Guyana Press Association

Stabroek News
November 29, 2000

The revival of the Guyana Press Association with fresh elections last Sunday is to be welcomed. For years it had to all intents and purposes ceased to function, taking no position on the many topical issues that concerned the media ranging from assaults on media personnel or their equipment, to the exclusion of journalists from covering the meetings of certain bodies, to the appalling lack of professionalism or any pretence thereof on some television programmes.

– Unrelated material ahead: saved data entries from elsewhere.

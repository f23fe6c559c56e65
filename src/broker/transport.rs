//! HTTP transport to the brokerage API
//!
//! One POST per call, no retries. Transport and parse failures are mapped
//! into `ToolResult::Failure` values at this boundary — nothing below the
//! invoker ever raises past it.

use async_trait::async_trait;
use reqwest::Client;
use serde_json::Value;
use std::time::Duration;
use tracing::{debug, error};

use crate::broker::endpoints::EndpointDescriptor;
use crate::config::BrokerConfig;
use crate::error::ToolError;
use crate::models::{AccessToken, ContinuationState, ToolRequest, ToolResult};
use crate::Result;

/// Header names of the continuation cursor protocol.
const CONT_FLAG_HEADER: &str = "cont-yn";
const CONT_KEY_HEADER: &str = "next-key";

/// A single brokerage round trip. Seam for tests and alternative backends.
#[async_trait]
pub trait BrokerTransport: Send + Sync {
    async fn call(
        &self,
        descriptor: &EndpointDescriptor,
        request: &ToolRequest,
        token: Option<&AccessToken>,
    ) -> ToolResult;
}

/// Production transport over a pooled reqwest client.
pub struct HttpTransport {
    client: Client,
    base_url: String,
}

impl HttpTransport {
    pub fn new(config: &BrokerConfig) -> Result<Self> {
        let client = Client::builder()
            .pool_idle_timeout(Duration::from_secs(60))
            .pool_max_idle_per_host(8)
            .timeout(config.request_timeout)
            .build()?;

        Ok(Self {
            client,
            base_url: config.base_url().to_string(),
        })
    }
}

#[async_trait]
impl BrokerTransport for HttpTransport {
    async fn call(
        &self,
        descriptor: &EndpointDescriptor,
        request: &ToolRequest,
        token: Option<&AccessToken>,
    ) -> ToolResult {
        let url = format!("{}{}", self.base_url, descriptor.path);

        let mut builder = self
            .client
            .post(&url)
            .header("api-id", descriptor.api_id)
            .header("Content-Type", "application/json;charset=UTF-8");

        if let Some(token) = token {
            if !token.value.is_empty() {
                builder = builder.header("authorization", format!("Bearer {}", token.value));
            }
        }

        if request.continuation_flag {
            builder = builder.header(CONT_FLAG_HEADER, "Y");
        }
        if let Some(next_key) = &request.continuation_token {
            builder = builder.header(CONT_KEY_HEADER, next_key.as_str());
        }

        debug!(endpoint = descriptor.api_id, url = %url, "Calling brokerage API");

        let response = match builder.json(&request.parameters).send().await {
            Ok(response) => response,
            Err(e) => {
                error!(endpoint = descriptor.api_id, error = %e, "Brokerage request failed");
                let error = if e.is_timeout() {
                    ToolError::Timeout(format!("{}: {}", descriptor.api_id, e))
                } else {
                    ToolError::TransportFailure(format!("{}: {}", descriptor.api_id, e))
                };
                return ToolResult::Failure { error };
            }
        };

        let status = response.status();
        let continuation = continuation_from_headers(response.headers());

        let body = match response.text().await {
            Ok(body) => body,
            Err(e) => {
                return ToolResult::Failure {
                    error: ToolError::TransportFailure(format!(
                        "{}: failed to read response body: {}",
                        descriptor.api_id, e
                    )),
                };
            }
        };

        if !status.is_success() {
            return ToolResult::Failure {
                error: ToolError::TransportFailure(format!(
                    "{} returned {}: {}",
                    descriptor.api_id, status, body
                )),
            };
        }

        match serde_json::from_str::<Value>(&body) {
            Ok(Value::Object(payload)) => ToolResult::Success {
                payload,
                continuation,
            },
            Ok(other) => ToolResult::Failure {
                error: ToolError::MalformedResponse(format!(
                    "{}: expected a JSON object, got {}",
                    descriptor.api_id,
                    json_type_name(&other)
                )),
            },
            Err(e) => ToolResult::Failure {
                error: ToolError::MalformedResponse(format!("{}: {}", descriptor.api_id, e)),
            },
        }
    }
}

fn continuation_from_headers(headers: &reqwest::header::HeaderMap) -> ContinuationState {
    let has_more = headers
        .get(CONT_FLAG_HEADER)
        .and_then(|v| v.to_str().ok())
        .map(|v| v.eq_ignore_ascii_case("y"))
        .unwrap_or(false);

    let next_key = headers
        .get(CONT_KEY_HEADER)
        .and_then(|v| v.to_str().ok())
        .filter(|v| !v.is_empty())
        .map(|v| v.to_string());

    ContinuationState { has_more, next_key }
}

fn json_type_name(value: &Value) -> &'static str {
    match value {
        Value::Null => "null",
        Value::Bool(_) => "bool",
        Value::Number(_) => "number",
        Value::String(_) => "string",
        Value::Array(_) => "array",
        Value::Object(_) => "object",
    }
}
//! Intent Router
//!
//! Maps a free-text request to exactly one research domain, which selects
//! the tool-set attached to the downstream invocation path. The router
//! never invokes tools itself, and it never fails upward: an ambiguous
//! query resolves to a best-guess domain with a logged warning.

use lazy_static::lazy_static;
use regex::Regex;
use tracing::warn;

use crate::error::RouterError;

/// Research domains, each bound to a fixed brokerage tool-set (discovery
/// routes to the search fan-out instead).
#[derive(Debug, Clone, Copy, PartialEq, Eq, Hash)]
pub enum ToolSetId {
    VolumeMomentum,
    InstitutionalFlow,
    SectorTheme,
    SingleStock,
    Discovery,
}

impl ToolSetId {
    pub fn as_str(&self) -> &'static str {
        match self {
            ToolSetId::VolumeMomentum => "volume_momentum",
            ToolSetId::InstitutionalFlow => "institutional_flow",
            ToolSetId::SectorTheme => "sector_theme",
            ToolSetId::SingleStock => "single_stock",
            ToolSetId::Discovery => "discovery",
        }
    }

    /// Brokerage opcodes activated for this domain. Empty for discovery,
    /// which is served by the parallel search path.
    pub fn endpoints(&self) -> &'static [&'static str] {
        match self {
            ToolSetId::VolumeMomentum => {
                &["ka10023", "ka10030", "ka10032", "ka10027", "ka10029"]
            }
            ToolSetId::InstitutionalFlow => {
                &["ka10131", "ka90009", "ka10035", "ka10044", "ka10065"]
            }
            ToolSetId::SectorTheme => {
                &["ka10101", "ka20001", "ka20002", "ka20003", "ka90001", "ka90002"]
            }
            ToolSetId::SingleStock => {
                &["kt00004", "ka10001", "ka10081", "ka10045", "ka90013", "ka10014", "ka20001"]
            }
            ToolSetId::Discovery => &[],
        }
    }
}

/// Static keyword lists — zero allocation
const VOLUME_KEYWORDS: &[&str] = &[
    "volume", "surge", "momentum", "most traded", "trading value", "turnover",
    "gainers", "losers", "price change", "ranking", "top stocks", "spike",
];

const FLOW_KEYWORDS: &[&str] = &[
    "institution", "institutional", "foreign", "net buy", "net sell",
    "supply", "demand", "investor flow", "smart money", "accumulation",
];

const SECTOR_KEYWORDS: &[&str] = &[
    "sector", "industry", "theme", "semiconductor", "battery", "bio",
    "defense", "energy", "financials", "index",
];

const SINGLE_STOCK_KEYWORDS: &[&str] = &[
    "fundamental", "fundamentals", "per", "pbr", "eps", "roe", "market cap",
    "short selling", "chart", "candle", "this stock", "my account", "holdings",
];

const DISCOVERY_KEYWORDS: &[&str] = &[
    "find", "discover", "research", "outlook", "trend", "news", "what's hot",
    "opportunities", "emerging", "ideas", "prospects",
];

lazy_static! {
    /// Six consecutive digits bounded by non-digits: a listed stock code.
    static ref STOCK_CODE: Regex = Regex::new(r"\b(\d{6})\b").expect("valid pattern");
}

/// Extract a six-digit stock code from free text, if present.
pub fn extract_stock_code(text: &str) -> Option<String> {
    STOCK_CODE
        .captures(text)
        .and_then(|c| c.get(1))
        .map(|m| m.as_str().to_string())
}

pub struct IntentRouter;

impl IntentRouter {
    /// Classify free text into one research domain. Ambiguity is internal
    /// only: the caller always receives a single best guess.
    pub fn route(query: &str) -> ToolSetId {
        match Self::try_classify(query) {
            Ok(domain) => domain,
            Err(e) => {
                warn!(query = %query, error = %e, "Falling back to discovery domain");
                ToolSetId::Discovery
            }
        }
    }

    /// Strict classification: errs when no domain signal is present.
    pub fn try_classify(query: &str) -> Result<ToolSetId, RouterError> {
        let text = query.to_lowercase();

        // An explicit stock code is the strongest signal there is.
        if extract_stock_code(&text).is_some() {
            return Ok(ToolSetId::SingleStock);
        }

        let scores = [
            (ToolSetId::VolumeMomentum, score(&text, VOLUME_KEYWORDS)),
            (ToolSetId::InstitutionalFlow, score(&text, FLOW_KEYWORDS)),
            (ToolSetId::SectorTheme, score(&text, SECTOR_KEYWORDS)),
            (ToolSetId::SingleStock, score(&text, SINGLE_STOCK_KEYWORDS)),
            (ToolSetId::Discovery, score(&text, DISCOVERY_KEYWORDS)),
        ];

        // First strictly-greatest score wins; the fixed ordering above makes
        // ties deterministic.
        let mut best = scores[0];
        for candidate in &scores[1..] {
            if candidate.1 > best.1 {
                best = *candidate;
            }
        }

        if best.1 == 0 {
            return Err(RouterError::AmbiguousOrUnclassifiable(query.to_string()));
        }

        Ok(best.0)
    }
}

fn score(text: &str, keywords: &[&str]) -> usize {
    keywords.iter().filter(|kw| text.contains(**kw)).count()
}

Mr Adam Harris and his team, some of whom were part of the previous executive, have a major task ahead of them. They should, as Mr Hugh Cholmondeley suggested, quickly develop a short term agenda and a medium term agenda. On the short term agenda would be their support for the implementation of the principles in the Media Code and Guidelines recently agreed at roundtable conferences, designed to ensure responsible coverage of the coming elections campaign. The panel to monitor the code and guidelines should be appointed in the next few weeks. In the meantime, however, the members of the new executive, many of whom participated prominently in the roundtable discussion, may wish to publicly support and participate in the promulgation of those principles.

There will be strong media support for an active and hard working association that takes on board the various issues facing the media and takes principled public stands on these issues. This newspaper will be seeking the support of the association on at least one issue involving the exclusion of our reporter from covering the proceedings of the New Amsterdam Town Council and there will no doubt be other media that will solicit their support. For too long, the media have had no collective, institutional voice and the efforts of the new executive to make their mark will be keenly anticipated.

Above all, however, the main task facing the new association is to seek to inculcate, both by precept and example, a spirit of professionalism in media practitioners that is now sorely lacking in many areas, particularly on television, which is relatively new. Journalism is a job but it is also a profession. Responsible practitioners believe that they are required to carry out their job in a certain way and according to certain well recognised principles, that they must report fairly and objectively, and that they must not disseminate inflammatory rumours that can lead to violence and bloodshed, or indulge in character assassination. The new executive must lead the way.